Sie schritt durch die Eingangshalle, schlug den Weg zur Bibliothek ein und erst als sie sich sicher war, dass sie allein war blieb sie stehen. Dort, zwischen Ritterrüstungen und dem Morgenlicht das durch die Fenster fiel, entfaltete sie die Zeitung noch einmal. Ihr Blick suchte den letzten Absatz, dann den Anfang, dann wieder die Namen. Orion Black. Walburga Black. Magische Spiele. Läuterung. Cat zog ein kleines Notizbuch aus ihrer Tasche. Der Einband war dunkelblau, mit goldenen Schnörkeln und an einer Ecke wirkte es abgenutzt. Jeanne hätte es unordentlich genannt. Cat nannte es gebraucht. Eine Feder folgte. Ausgefranzt an manchen Stellen. Würde Jeanne dies sehen, würde sie ihr umgehend eine neue Feder kaufen. Cat schlug das Notizbuch auf und schrieb in sorgfältiger, feinsäuberlicher Schrift:
 
`09.Oktober 1980. Offizielle Ankündigung im Tagespropheten.

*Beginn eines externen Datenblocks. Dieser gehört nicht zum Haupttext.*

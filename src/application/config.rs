use anyhow::{Context, Result};
use chrono::format::{Item, StrftimeItems};
use log::LevelFilter;
use std::path::PathBuf;

pub const DEFAULT_DATE_FORMAT: &str = "%d.%m.%Y";

pub struct Config {
    pub data_dir: PathBuf,
    pub log_path: PathBuf,
    pub log_level: LevelFilter,
    pub date_format: String,
    pub theme: String,
}

impl Config {
    pub fn from_env() -> Result<Self> {
        Self::from_lookup(|key| std::env::var(key).ok())
    }

    /// Build the config from any key lookup, e.g. a map in tests
    pub fn from_lookup<F>(lookup: F) -> Result<Self>
    where
        F: Fn(&str) -> Option<String>,
    {
        let data_dir = lookup("BOOKINGS_DIR")
            .map(PathBuf::from)
            .unwrap_or_else(|| {
                dirs::data_local_dir()
                    .unwrap_or_else(|| PathBuf::from("."))
                    .join("bookings")
            });

        let log_path = data_dir.join("bookings.log");

        let log_level = match lookup("BOOKINGS_LOG") {
            Some(level) => level
                .parse::<LevelFilter>()
                .with_context(|| format!("Invalid BOOKINGS_LOG level '{}'", level))?,
            None => LevelFilter::Info,
        };

        let date_format =
            lookup("BOOKINGS_DATE_FORMAT").unwrap_or_else(|| DEFAULT_DATE_FORMAT.to_string());
        // chrono panics when displaying an invalid format
        if StrftimeItems::new(&date_format).any(|item| matches!(item, Item::Error)) {
            anyhow::bail!("Invalid BOOKINGS_DATE_FORMAT '{}'", date_format);
        }

        let theme = lookup("BOOKINGS_THEME").unwrap_or_else(|| "dark".to_string());

        Ok(Self {
            data_dir,
            log_path,
            log_level,
            date_format,
            theme,
        })
    }
}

Entlastung, Läuterung, Mehrwert. Askaban als Vorwand, Wirtschaftlicher Nutzen wird betont. Blacks im Mittelpunkt. `

Cat hielt inne, die Feder schwebte über dem Papier. Für einen Moment überlegte sie etwas Weiteres in ihr Notizbuch zu schreiben, entschied sich dann jedoch dagegen. Sie schloss das Notizbuch. In diesem Augenblick war sie nicht die Tochter einer alten Familie, nicht die perfekte künftige Erbin. Sie war einfach nur fünfzehn. Ein Mädchen in einem Korridor, mit einer Zeitung in der Hand und der schlechten Ahnung, dass Erwachsene gerade etwas beschlossen hatten, das sie später Tradition nennen würden. Cat atmete tief ein, dann faltete sie den Tagespropheten zusammen, als wäre er nichts weiter als Papier und steckte ihn in ihre Tasche. Sie setzte ihren Weg fort, aber nicht in Richtung der Bibliothek, sondern zu ihrem Klassenzimmer. Ihrem Gesicht war nichts von all dem, was sie gelesen und gedacht hatte anzusehen, es war vollkommen ruhig. In ihrer Tasche jedoch, zwischen dem Notizbuch, der Feder, den Büchern und dem Tintenfass, da lag der Artikel wie ein kleiner schwarzer Stein und Cat wusste, dass sie ihn nicht vergessen würde. Das war der erst der Beginn von etwas Grausamen.